1. Frostpaw the polar bear — President Barack Obama and family (including their two dogs) are still vacationing on Oahu, but haven't done much out of the routine. Frostpaw, from the Center for Biological Diversity, has made news headlines following the president around during his vacation. He is here to urge the president to reject the Keystone XL pipeline and take action on climate change. The 1,700-mile pipeline, which would carry tar sands oil from Canada to the Gulf Coast of Texas, will affect many endangered species along its path, says the center, and could create potentially catastrophic pipeline spills. Outside of Mid-Pacific Country Club last week, the president did see Frostpaw, if for a brief moment, and yelled, "Hey, polar bear!" Learn more about the center's efforts at nokeystone.org.
2. Solar consternation — Solar PV installations (ranked second in the nation in grid-connected PV cumulative installed capacity per capita) faced a new hurdle this year — the implementation of new rules in September (as well as a tightening of tax credit rules for multiple systems). HECO began asking customers to check their Locational Value Maps to determine which circuits they were on before installing a PV system to see if they are required to do an interconnection requirements study. The new requirements have slowed installations this year and lead to an outcry by Hawaii residents, who overwhelmingly support solar. Still, residents who installed solar PV qualified for 65 percent in federal and state tax credits this year.
3. Butts of the beach — Honolulu's new law, which prohibits smoking at all city beaches, parks and bus stops, goes into effect Jan. 1. No smoking signs have already been posted.

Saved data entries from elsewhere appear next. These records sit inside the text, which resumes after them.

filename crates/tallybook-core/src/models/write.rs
use std::sync::Arc;

use serde::{Deserialize, Serialize};
use time::Date;

use super::documents::{DocumentKind, LineItem, PaymentApplication, PaymentKind, PaymentMethod};
use super::money::{Currency, Money};
use super::{AccountId, CounterpartyId, DocumentId, Side, SystemRole, TransactionType};

#[derive(Debug, Clone, PartialEq, Serialize, Deserialize)]
pub struct PostEntryCommand {
    pub transaction_date: Date,
    pub transaction_type: TransactionType,
    pub source_document_id: DocumentId,
    pub lines: Vec<LineCommand>,
}

#[derive(Debug, Clone, PartialEq, Serialize, Deserialize)]
#[serde(rename_all = "lowercase")]
pub enum LineCommand {
    Debit {
        account_id: AccountId,
        amount: Money,
        description: Arc<str>,
    },
    Credit {
        account_id: AccountId,
        amount: Money,
        description: Arc<str>,
    },
}

impl LineCommand {
    pub fn account_id(&self) -> AccountId {
        match self {
            LineCommand::Debit { account_id, .. } | LineCommand::Credit { account_id, .. } => {
                *account_id
            }
        }
    }

    pub fn amount(&self) -> Money {
        match self {
            LineCommand::Debit { amount, .. } | LineCommand::Credit { amount, .. } => *amount,
        }
    }

    pub fn side(&self) -> Side {
        match self {
            LineCommand::Debit { .. } => Side::Debit,
            LineCommand::Credit { .. } => Side::Credit,
        }
    }

    pub fn description(&self) -> Arc<str> {
        match self {
            LineCommand::Debit { description, .. } | LineCommand::Credit { description, .. } => {
                description.clone()
            }
        }
    }
}

#[derive(Debug, Clone, PartialEq, Serialize, Deserialize)]
pub struct CreateAccountCommand {
    pub name: Arc<str>,
    pub account_type: super::AccountType,
    /// Derived from the account type unless explicitly overridden
    /// (contra accounts).
    pub normal_side: Option<Side>,
    pub parent_account_id: Option<AccountId>,
    pub system_role: Option<SystemRole>,
    /// Defaults to the organization's functional currency.
    pub currency: Option<Currency>,
}

#[derive(Debug, Clone, PartialEq, Serialize, Deserialize)]
pub struct DraftDocumentCommand {
    pub kind: DocumentKind,
    pub counterparty_id: CounterpartyId,
    pub issue_date: Date,
    pub due_date: Date,
    pub line_items: Vec<LineItem>,
    pub tax_amount: Money,
    pub discount_amount: Money,
    pub shipping_amount: Money,
    /// AR/AP override; defaults to the organization's system account.
    pub control_account_id: Option<AccountId>,
}

#[derive(Debug, Clone, PartialEq, Serialize, Deserialize)]
pub struct RecordPaymentCommand {
    /// Client-chosen payment id. Retrying a request with the same id returns
    /// the recorded payment instead of posting again; generated when absent.
    pub payment_id: Option<DocumentId>,
    pub kind: PaymentKind,
    pub counterparty_id: CounterpartyId,
    pub payment_date: Date,
    pub amount: Money,
    pub method: PaymentMethod,
    pub applications: Vec<PaymentApplication>,
}
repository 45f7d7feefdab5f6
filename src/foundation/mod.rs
pub mod color;
pub mod core;
pub mod error;
pub(crate) mod math;
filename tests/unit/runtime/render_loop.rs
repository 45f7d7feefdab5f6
use super::*;
use crate::calibration::transform::LayerDefaults;
use crate::composite::compositor::{CompositorOpts, LayerCompositor};
use crate::composite::layer::LayerSpec;
use crate::keying::classify::ColorClassifier;
use crate::runtime::scheduler::ManualScheduler;
use crate::runtime::sink::InMemorySink;
use crate::sources::frame::{FrameRgba, FrameSource};
use crate::sources::sequence::{FrameSequence, PlaybackControl};
use crate::sources::talking::talking_channel;

fn make_loop(sources: SourceRegistry) -> RenderLoop<ManualScheduler> {
    let layers = vec![LayerSpec::raw("legs"), LayerSpec::keyed("head")];
    let store = CalibrationStore::new(
        layers
            .iter()
            .map(|l| (l.name.clone(), LayerDefaults::default())),
    );
    let comp =
        LayerCompositor::new(layers, ColorClassifier::default(), &CompositorOpts::default())
            .unwrap();
    RenderLoop::new(
        comp,
        sources,
        Arc::new(store),
        ManualScheduler::new(),
        CanvasSizing {
            default_width: 8,
            aspect: 1.5,
            ..CanvasSizing::default()
        },
    )
    .unwrap()
}

fn ready_sources() -> SourceRegistry {
    let mut reg = SourceRegistry::new();
    reg.insert("legs", Box::new(FrameRgba::solid(4, 4, [0, 0, 255, 255])));
    let mut head = FrameSequence::live();
    head.push_frame(FrameRgba::solid(4, 4, [255, 0, 0, 255]))
        .unwrap();
    reg.insert("head", Box::new(head));
    reg
}

fn fire(lp: &mut RenderLoop<ManualScheduler>) -> TickOutcome {
    let h = lp.scheduler_mut().fire().expect("a tick should be pending");
    lp.tick(h, Instant::now())
}

#[test]
fn starting_twice_schedules_exactly_one_tick() {
    let mut lp = make_loop(ready_sources());
    lp.start();
    lp.start();
    assert_eq!(lp.scheduler().requests(), 1);
    assert_eq!(lp.scheduler().pending().len(), 1);
    assert_eq!(lp.state(), LoopState::WaitingForReady);
}

#[test]
fn stop_cancels_pending_tick_and_is_idempotent() {
    let mut lp = make_loop(ready_sources());
    lp.start();
    lp.stop();
    lp.stop();
    assert_eq!(lp.state(), LoopState::Idle);
    assert!(lp.scheduler().pending().is_empty());
    assert_eq!(lp.scheduler().cancellations(), 1);

    lp.start();
    assert_eq!(lp.scheduler().pending().len(), 1);
}

#[test]
fn waits_until_every_required_source_is_ready() {
    let mut reg = SourceRegistry::new();
    reg.insert("legs", Box::new(FrameRgba::solid(4, 4, [0, 0, 255, 255])));
    reg.insert("head", Box::new(FrameSequence::live()));
    let mut lp = make_loop(reg);
    lp.start();

    assert!(matches!(fire(&mut lp), TickOutcome::Waiting { .. }));
    assert!(matches!(fire(&mut lp), TickOutcome::Waiting { .. }));
    assert_eq!(lp.state(), LoopState::WaitingForReady);

    lp.sources_mut()
        .remove("head")
        .expect("head registered");
    let mut head = FrameSequence::live();
    head.push_frame(FrameRgba::solid(2, 2, [255, 0, 0, 255]))
        .unwrap();
    lp.sources_mut().insert("head", Box::new(head));

    assert!(matches!(fire(&mut lp), TickOutcome::Drawn(_)));
    assert_eq!(lp.state(), LoopState::Rendering);
    let stats = lp.stats();
    assert_eq!((stats.ticks, stats.frames_skipped, stats.frames_drawn), (3, 2, 1));
}

#[test]
fn dropping_a_required_source_returns_to_waiting() {
    let mut lp = make_loop(ready_sources());
    lp.start();
    assert!(matches!(fire(&mut lp), TickOutcome::Drawn(_)));
    lp.sources_mut().remove("legs");
    assert!(matches!(fire(&mut lp), TickOutcome::Waiting { .. }));
    assert_eq!(lp.state(), LoopState::WaitingForReady);
}

#[test]
fn every_tick_keeps_exactly_one_successor() {
    let mut lp = make_loop(ready_sources());
    lp.start();
    for _ in 0..5 {
        fire(&mut lp);
        assert_eq!(lp.scheduler().pending().len(), 1);
    }
    assert_eq!(lp.scheduler().requests(), 6);
}

#[test]
fn stale_handles_are_ignored() {
    let mut lp = make_loop(ready_sources());
    lp.start();
    let h = lp.pending_tick().unwrap();
    lp.stop();
    assert_eq!(lp.tick(h, Instant::now()), TickOutcome::Stale);
    assert_eq!(lp.stats().ticks, 0);
    assert_eq!(lp.stats().stale_ticks, 1);
}

#[test]
fn resize_is_picked_up_on_the_next_tick() {
    let mut lp = make_loop(ready_sources());
    assert_eq!(lp.canvas(), Canvas::new(8, 12).unwrap());
    lp.start();
    lp.resize(20);
    assert_eq!(lp.canvas().width, 8);
    fire(&mut lp);
    assert_eq!(lp.canvas(), Canvas::new(20, 30).unwrap());
    assert_eq!(lp.frame().pixels().len(), 20 * 30 * 4);

    lp.resize(0);
    fire(&mut lp);
    assert_eq!(lp.canvas().width, 8);
}

#[test]
fn oversized_resize_is_rejected_and_the_loop_keeps_drawing() {
    let mut lp = make_loop(ready_sources());
    lp.start();
    fire(&mut lp);
    let before = lp.canvas();

    lp.resize(u32::MAX);
    assert!(matches!(fire(&mut lp), TickOutcome::Drawn(_)));
    assert_eq!(lp.canvas(), before);
    assert_eq!(lp.stats().errors, 1);

    lp.resize(200_000);
    assert!(matches!(fire(&mut lp), TickOutcome::Drawn(_)));
    assert_eq!(lp.canvas(), before);
    assert_eq!(lp.stats().errors, 2);
    assert_eq!(lp.scheduler().pending().len(), 1);
}

#[derive(Default)]
struct Probe {
    log: Arc<std::sync::Mutex<Vec<String>>>,
}

impl FrameSink for Probe {
    fn begin(&mut self, cfg: SinkConfig) -> CompositeResult<()> {
        self.log
            .lock()
            .unwrap()
            .push(format!("begin {}x{}", cfg.width, cfg.height));
        Ok(())
    }

    fn push_frame(&mut self, idx: FrameIndex, _frame: &CompositeFrame) -> CompositeResult<()> {
        self.log.lock().unwrap().push(format!("frame {}", idx.0));
        Ok(())
    }

    fn end(&mut self) -> CompositeResult<()> {
        self.log.lock().unwrap().push("end".to_owned());
        Ok(())
    }
}

#[test]
fn frames_reach_the_sink_in_order() {
    let probe = Probe::default();
    let log = Arc::clone(&probe.log);
    let mut lp = make_loop(ready_sources());
    lp.set_sink(Box::new(probe));
    lp.start();
    for _ in 0..3 {
        fire(&mut lp);
    }
    lp.unmount();
    assert_eq!(
        *log.lock().unwrap(),
        vec!["begin 8x12", "frame 0", "frame 1", "frame 2", "end"]
    );
    assert_eq!(lp.state(), LoopState::Idle);
    assert!(lp.scheduler().pending().is_empty());
}

#[test]
fn in_memory_sink_keeps_premultiplied_copies() {
    let mut lp = make_loop(ready_sources());
    let mut sink = InMemorySink::new();
    lp.start();
    fire(&mut lp);
    sink.begin(SinkConfig {
        width: 8,
        height: 12,
        fps: None,
    })
    .unwrap();
    sink.push_frame(FrameIndex(0), lp.frame()).unwrap();
    sink.end().unwrap();
    assert!(sink.ended());
    let (_, f) = &sink.frames()[0];
    assert!(f.premultiplied);
    assert_eq!((f.width, f.height), (8, 12));
}

#[test]
fn talking_events_pause_and_resume_synced_sources() {
    let mut reg = ready_sources();
    let mut clip = FrameSequence::clip(10.0).unwrap();
    clip.push_frame(FrameRgba::solid(1, 1, [0; 4])).unwrap();
    clip.push_frame(FrameRgba::solid(1, 1, [1, 0, 0, 0])).unwrap();
    reg.remove("legs");
    reg.insert_talking_synced("legs", Box::new(clip));

    let mut lp = make_loop(reg);
    let (signal, events) = talking_channel();
    lp.attach_talking(events);
    lp.start();

    signal.stopped();
    fire(&mut lp);
    let legs = lp.sources_mut().get_mut("legs").unwrap();
    assert!(!legs.playback().unwrap().is_playing());

    signal.started();
    fire(&mut lp);
    let legs = lp.sources_mut().get_mut("legs").unwrap();
    assert!(legs.playback().unwrap().is_playing());
}

#[test]
fn canvas_sizing_follows_container_width() {
    let s = CanvasSizing::default();
    assert_eq!(s.canvas_for(None).unwrap(), Canvas::new(480, 720).unwrap());
    assert_eq!(s.canvas_for(Some(0)).unwrap(), Canvas::new(480, 720).unwrap());
    assert_eq!(s.canvas_for(Some(301)).unwrap(), Canvas::new(301, 452).unwrap());
    assert!(
        CanvasSizing {
            aspect: 0.0,
            ..CanvasSizing::default()
        }
        .canvas_for(None)
        .is_err()
    );
    assert_eq!(s.canvas_for(Some(3344)).unwrap(), Canvas::new(3344, 5016).unwrap());
    assert!(s.canvas_for(Some(3345)).is_err());
    assert!(s.canvas_for(Some(u32::MAX)).is_err());
}
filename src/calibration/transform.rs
use serde::{Deserialize, Serialize};

use crate::foundation::core::Vec2;
use crate::foundation::error::{CompositeError, CompositeResult};

/// Placement of one layer relative to its fitted position on the canvas.
///
/// `offset` is in canvas pixels and unbounded. `scale` multiplies the fitted size.
/// `crop_top` and `crop_height` are fractions of the source height.
#[derive(Clone, Copy, Debug, PartialEq, Serialize, Deserialize)]
#[serde(default)]
pub struct LayerTransform {
    /// Displacement from the anchored position, in canvas pixels.
    pub offset: Vec2,
    /// Multiplier on the fitted size.
    pub scale: f64,
    /// First visible source row, as a fraction of source height.
    pub crop_top: f64,
    /// Visible source band height, as a fraction of source height.
    pub crop_height: f64,
}

impl Default for LayerTransform {
    fn default() -> Self {
        Self {
            offset: Vec2::ZERO,
            scale: 1.0,
            crop_top: 0.0,
            crop_height: 1.0,
        }
    }
}

impl LayerTransform {
    /// Check that every field is finite and the crop band is well-formed.
    pub fn validate(&self) -> CompositeResult<()> {
        let fields = [
            ("offset.x", self.offset.x),
            ("offset.y", self.offset.y),
            ("scale", self.scale),
            ("crop_top", self.crop_top),
            ("crop_height", self.crop_height),
        ];
        for (name, v) in fields {
            if !v.is_finite() {
                return Err(CompositeError::validation(format!(
                    "transform {name} must be finite"
                )));
            }
        }
        if self.scale <= 0.0 {
            return Err(CompositeError::validation("transform scale must be > 0"));
        }
        if !(0.0..1.0).contains(&self.crop_top) {
            return Err(CompositeError::validation(
                "transform crop_top must be in [0, 1)",
            ));
        }
        if self.crop_height <= 0.0 || self.crop_top + self.crop_height > 1.0 + f64::EPSILON {
            return Err(CompositeError::validation(
                "transform crop_height must be > 0 and crop_top + crop_height <= 1",
            ));
        }
        Ok(())
    }

    /// Crop band `(top, height)` clamped into the source so that `top + height <= 1`.
    pub fn crop_fractions(&self) -> (f64, f64) {
        let top = if self.crop_top.is_finite() {
            self.crop_top.clamp(0.0, 1.0)
        } else {
            0.0
        };
        let height = if self.crop_height.is_finite() {
            self.crop_height.clamp(0.0, 1.0 - top)
        } else {
            1.0 - top
        };
        (top, height)
    }

    /// Apply `delta` and re-clamp the scale into `bounds`.
    pub fn apply(&mut self, delta: TransformDelta, bounds: ScaleBounds) {
        if delta.offset.x.is_finite() && delta.offset.y.is_finite() {
            self.offset += delta.offset;
        }
        if delta.scale.is_finite() {
            self.scale += delta.scale;
        }
        self.scale = bounds.clamp(self.scale);
    }
}

/// Inclusive range a layer's scale is kept in.
#[derive(Clone, Copy, Debug, PartialEq, Serialize, Deserialize)]
pub struct ScaleBounds {
    /// Smallest allowed scale, `> 0`.
    pub min: f64,
    /// Largest allowed scale, `>= min`.
    pub max: f64,
}

impl Default for ScaleBounds {
    fn default() -> Self {
        Self { min: 0.2, max: 3.0 }
    }
}

impl ScaleBounds {
    /// Build validated bounds.
    pub fn new(min: f64, max: f64) -> CompositeResult<Self> {
        let b = Self { min, max };
        b.validate()?;
        Ok(b)
    }

    /// Require `0 < min <= max`, both finite.
    pub fn validate(&self) -> CompositeResult<()> {
        if !self.min.is_finite() || !self.max.is_finite() {
            return Err(CompositeError::validation("scale bounds must be finite"));
        }
        if self.min <= 0.0 || self.min > self.max {
            return Err(CompositeError::validation(format!(
                "scale bounds must satisfy 0 < min <= max, got [{}, {}]",
                self.min, self.max
            )));
        }
        Ok(())
    }

    /// Clamp `scale` into the range. Non-finite input maps to `min`.
    pub fn clamp(&self, scale: f64) -> f64 {
        if scale.is_nan() {
            return self.min;
        }
        scale.clamp(self.min, self.max)
    }
}

/// Relative change requested by a gesture.
#[derive(Clone, Copy, Debug, Default, PartialEq)]
pub struct TransformDelta {
    /// Offset change in canvas pixels.
    pub offset: Vec2,
    /// Additive scale change.
    pub scale: f64,
}

impl TransformDelta {
    /// Pure translation.
    pub fn offset(dx: f64, dy: f64) -> Self {
        Self {
            offset: Vec2::new(dx, dy),
            scale: 0.0,
        }
    }

    /// Pure scale change.
    pub fn scale(ds: f64) -> Self {
        Self {
            offset: Vec2::ZERO,
            scale: ds,
        }
    }
}

/// Per-layer defaults, taken from the scene.
#[derive(Clone, Copy, Debug, Default, PartialEq, Serialize, Deserialize)]
#[serde(default)]
pub struct LayerDefaults {
    /// Transform used before calibration loads and for missing fields.
    pub transform: LayerTransform,
    /// Allowed scale range.
    pub scale_bounds: ScaleBounds,
}

impl LayerDefaults {
    /// Validate both parts and check that the default scale sits inside the bounds.
    pub fn validate(&self) -> CompositeResult<()> {
        self.scale_bounds.validate()?;
        self.transform.validate()?;
        if self.scale_bounds.clamp(self.transform.scale) != self.transform.scale {
            return Err(CompositeError::validation(format!(
                "default scale {} is outside [{}, {}]",
                self.transform.scale, self.scale_bounds.min, self.scale_bounds.max
            )));
        }
        Ok(())
    }
}

#[cfg(test)]
#[path = "../../tests/unit/calibration/transform.rs"]
mod tests;
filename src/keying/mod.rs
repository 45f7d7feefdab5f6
//! Chroma keying: per-pixel backdrop classification and the per-frame keying pass.

/// Per-pixel backdrop classification.
pub mod classify;
/// Whole-frame keying pass.
pub mod keyer;

pub use classify::{
    ColorClassifier, EdgeMode, Hsv, KeyChannel, KeyColorSpec, KeyRule, VALUE_FLOOR, rgb_to_hsv,
};
pub use keyer::{FrameKeyer, KeyedFrame, KeyerOpts};
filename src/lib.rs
//! Real-time layer compositing for full-body talking-avatar kiosks.
//!
//! A kiosk shows a live or rendered head on a chroma-key backdrop stacked on top of pre-recorded
//! lower-body footage. This crate keys the backdrop out of the head feed, places every layer on a
//! portrait canvas using per-layer calibration, and drives that once per display refresh:
//!
//! - Describe the layout as a [`SceneConfig`] and build a [`LayerCompositor`] from it
//! - Share a [`CalibrationStore`] between the [`InputController`] and the render loop
//! - Drive frames with a [`RenderLoop`] and hand them to a [`FrameSink`]
#![forbid(unsafe_code)]
#![deny(missing_docs)]

mod foundation;

pub mod calibration;
pub mod composite;
pub mod input;
pub mod keying;
pub mod runtime;
pub mod scene;
pub mod sources;

pub use crate::foundation::color::ColorDef;
pub use crate::foundation::core::{Canvas, FrameIndex, Point, Rect, Rgba8Premul, Size, Vec2};
pub use crate::foundation::error::{CompositeError, CompositeResult};

pub use crate::calibration::{
    CalibrationBackend, CalibrationConfig, CalibrationStore, JsonFileBackend, LayerDefaults,
    LayerTransform, LoadOutcome, MemoryBackend, ScaleBounds, TransformDelta,
};
pub use crate::composite::{
    CompositeFrame, CompositorOpts, FitPolicy, LayerCompositor, LayerKind, LayerSpec,
    RenderOutcome, RenderReport, SeamBlend, VerticalAnchor, layer_rect,
};
pub use crate::input::{ControlButton, InputBindings, InputController, InputEvent, InputOutcome};
pub use crate::keying::{ColorClassifier, FrameKeyer, KeyColorSpec, KeyRule};
pub use crate::runtime::{
    CanvasSizing, FrameScheduler, FrameSink, InMemorySink, IntervalScheduler, LoopState,
    ManualScheduler, PngSequenceSink, RenderLoop, TickOutcome,
};
pub use crate::scene::{SceneConfig, SourceDef};
pub use crate::sources::{
    FrameRgba, FrameSequence, FrameSource, ImageAsset, SourceRegistry, TalkingSignal,
    talking_channel,
};
//! Per-layer calibration: transforms, their persistence format, and the shared store.

/// Persistence format and backends.
pub mod config;
/// Shared per-layer transform store.
pub mod store;
/// Layer transforms, scale bounds, and deltas.
pub mod transform;

pub use config::{CalibrationBackend, CalibrationConfig, JsonFileBackend, MemoryBackend};
pub use store::{CalibrationStore, LoadOutcome};
pub use transform::{LayerDefaults, LayerTransform, ScaleBounds, TransformDelta};
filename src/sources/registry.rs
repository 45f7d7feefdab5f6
use std::collections::BTreeMap;
use std::time::Duration;

use crate::sources::frame::FrameSource;
use crate::sources::talking::TalkingEvent;

/// Read-only lookup of sources by layer name, as seen by the compositor.
pub trait SourceProvider {
    /// Source bound to `layer`, if any.
    fn source(&self, layer: &str) -> Option<&dyn FrameSource>;
}

struct Entry {
    source: Box<dyn FrameSource>,
    talking_sync: bool,
}

/// Owns the frame sources of a scene, keyed by layer name.
#[derive(Default)]
pub struct SourceRegistry {
    entries: BTreeMap<String, Entry>,
}

impl std::fmt::Debug for SourceRegistry {
    fn fmt(&self, f: &mut std::fmt::Formatter<'_>) -> std::fmt::Result {
        f.debug_struct("SourceRegistry")
            .field("layers", &self.entries.keys().collect::<Vec<_>>())
            .finish()
    }
}

impl SourceRegistry {
    /// Empty registry.
    pub fn new() -> Self {
        Self::default()
    }

    /// Bind `source` to `layer`, replacing any previous binding.
    pub fn insert(&mut self, layer: impl Into<String>, source: Box<dyn FrameSource>) {
        self.entries.insert(
            layer.into(),
            Entry {
                source,
                talking_sync: false,
            },
        );
    }

    /// Bind a source that plays while the avatar talks and pauses when it stops.
    pub fn insert_talking_synced(&mut self, layer: impl Into<String>, source: Box<dyn FrameSource>) {
        self.entries.insert(
            layer.into(),
            Entry {
                source,
                talking_sync: true,
            },
        );
    }

    /// Unbind and return the source for `layer`.
    pub fn remove(&mut self, layer: &str) -> Option<Box<dyn FrameSource>> {
        self.entries.remove(layer).map(|e| e.source)
    }

    /// Mutable access, e.g. to push frames into a live feed.
    pub fn get_mut(&mut self, layer: &str) -> Option<&mut (dyn FrameSource + 'static)> {
        self.entries.get_mut(layer).map(|e| e.source.as_mut())
    }

    /// Whether `layer` has a source bound.
    pub fn contains(&self, layer: &str) -> bool {
        self.entries.contains_key(layer)
    }

    /// Number of bound sources.
    pub fn len(&self) -> usize {
        self.entries.len()
    }

    /// True when nothing is bound.
    pub fn is_empty(&self) -> bool {
        self.entries.is_empty()
    }

    /// Advance every source's playhead.
    pub fn advance_all(&mut self, dt: Duration) {
        for entry in self.entries.values_mut() {
            entry.source.advance(dt);
        }
    }

    /// Play or pause every talking-synced source. Returns how many sources were touched.
    pub fn apply_talking(&mut self, event: TalkingEvent) -> usize {
        let mut touched = 0;
        for (name, entry) in &mut self.entries {
            if !entry.talking_sync {
                continue;
            }
            let Some(ctl) = entry.source.playback() else {
                tracing::debug!(layer = %name, "talking-synced source has no playback control");
                continue;
            };
            match event {
                TalkingEvent::Started => ctl.play(),
                TalkingEvent::Stopped => ctl.pause(),
            }
            touched += 1;
        }
        touched
    }

    /// Drop every source.
    pub fn clear(&mut self) {
        self.entries.clear();
    }
}

impl SourceProvider for SourceRegistry {
    fn source(&self, layer: &str) -> Option<&dyn FrameSource> {
        self.entries.get(layer).map(|e| e.source.as_ref())
    }
}

#[cfg(test)]
#[path = "../../tests/unit/sources/registry.rs"]
mod tests;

The law is already in effect for a handful of beaches in Waikiki , at Kapiolani Park and Sandy Beach. As beach cleanup crews can attest, smokers have left thousands of cigarette butts in the sand — which harm the environment by leaving plastic filters and toxic materials on the shoreline, which in turn can wash into the ocean, harming marine life and ultimately, humans.
4. Plastic bag ban — Hawaii island's plastic bag ban also goes into effect on Jan. 17 at all grocery stores, restaurants and other retailers. Consumers in the past year have been paying fees for plastic bags at checkout lines due to an ordinance adopted in 2011. On Jan. 17, customers will be able to use reusable or paper bags. Kauai and Maui counties already have plastic bag bans in place, as well. Oahu passed a plastic bag ban last year, but it is not due to go into effect until 2015.
5. Monk seal hospital — The Marine Mammal Center of Sausalito, Calif. has completed the first phase of its $3.2 million hospital and rehab facility for Hawaiian monk seals in Kona. The hospital provides a place where stranded or troubled monk seals can go, rather than be shuttled from island to island or to California, which was the case for KP2 (who has now found a home at the Waikiki Aquarium, and goes by the name of Ho‘ailona).